How many files do I have on my computer?

Though I use a Mac, I decided to d/l the trial version of MacScan to see if I have any malware on my computer. As I type this, it has scanned 116,000 files. (Zero spyware processes detected, 6 tracking cookies, Zero spyware files.) I wonder how many more files there are to go?

I’m running OS 10.4.7 on a non-Intel machine. Is there anywhere I can look on it that will tell me how many files I have?

I don’t think there is a fast way to do this with the GUI. You can always use something like Grand Perspective, but that will take some time also. You probably have many hundreds of thousands of files on your boot drive - maybe a million of more.

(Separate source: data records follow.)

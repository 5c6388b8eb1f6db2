//! Allows us to load context-free grammars from text written the way JFLAP's
//! grammar editor shows them.
//!
//! ```text
//! # balanced strings
//! S -> aSb | ε
//! A -> <expr> + a |
//! ```
//!
//! Every character other than whitespace is one symbol, and `<name>` is one
//! multi-character symbol. An empty alternative, `ε` or `λ` stands for the empty
//! body. Lines starting with `#` are comments.

#![deny(unsafe_code)]
#![deny(missing_docs)]

mod reader;

use std::fmt;

use cnf_grammar::{GrammarError, Name, RuleSet};

use crate::reader::Reader;

/// Represents an error when loading a grammar.
#[derive(Debug, Clone, Eq, PartialEq)]
pub struct LoadError {
    /// Human-readable reason for the error.
    pub reason: String,
    /// Line where the error happened.
    ///
    /// One-indexed.
    pub line: u32,
    /// Column where the error happened.
    ///
    /// One-indexed.
    pub col: u32,
}

impl LoadError {
    pub(crate) fn new(reason: impl Into<String>, line: u32, col: u32) -> Self {
        LoadError {
            reason: reason.into(),
            line,
            col,
        }
    }
}

impl fmt::Display for LoadError {
    fn fmt(&self, f: &mut fmt::Formatter) -> fmt::Result {
        write!(
            f,
            "Parse error at line {} column {}: reason: {}",
            self.line, self.col, self.reason
        )
    }
}

impl std::error::Error for LoadError {}

/// Loading of rule sets from text.
pub trait RuleSetLoadExt: Sized {
    /// Loads a grammar. Equal names share one allocation.
    ///
    /// Names that would render like a symbol introduced by normalization, such as
    /// `<start>`, are rejected.
    fn load(text: &str) -> Result<Self, LoadError>;
}

impl RuleSetLoadExt for RuleSet<Name> {
    fn load(text: &str) -> Result<Self, LoadError> {
        let mut reader = Reader::new();
        let located = reader.productions(text)?;
        let positions: Vec<(u32, u32)> = located.iter().map(|p| (p.line, p.col)).collect();
        let locate = |error: GrammarError| {
            let (line, col) = match &error {
                GrammarError::MalformedProduction { index, .. } => positions[*index],
                GrammarError::ReservedName { name } => reader.position(name).unwrap_or((1, 1)),
            };
            LoadError::new(error.to_string(), line, col)
        };
        let rules = RuleSet::from_productions(located.into_iter().map(|p| p.production))
            .map_err(&locate)?;
        rules.check_names().map_err(locate)?;
        Ok(rules)
    }
}

/// Splits an input string into symbols, the same way grammar bodies are split.
pub fn read_symbols(text: &str) -> Result<Vec<Name>, LoadError> {
    Reader::new().symbols(text, 1, 1)
}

That many? Not to 150,000 yet…

Maybe, maybe not. Depends on how big your hard drive is, and how much of it is filed. For example, I have about 250GB filled on a 320GB hard drive, and there are aproximately 700,000 files. (and yes, I know this from scanning the drive for errors/spyware) If you have a smaller drive, or bigger files - I have thousands of files under 100kb that are text docs and things for games - you might have fewer to scan.

This is an old machine (2005) so it only has a 100GB hard drive. It’s about 95% filled.

Well, I have around 300,000 files just in /System and /Library, and that doesn’t even start to get to all the files that I have in my Users directory.

I have 700,000 files on 350 gigs with about 20gigs free, but mine is really junky and includes backups of thousands of files as well as a couple of complete operating systems on different partitions.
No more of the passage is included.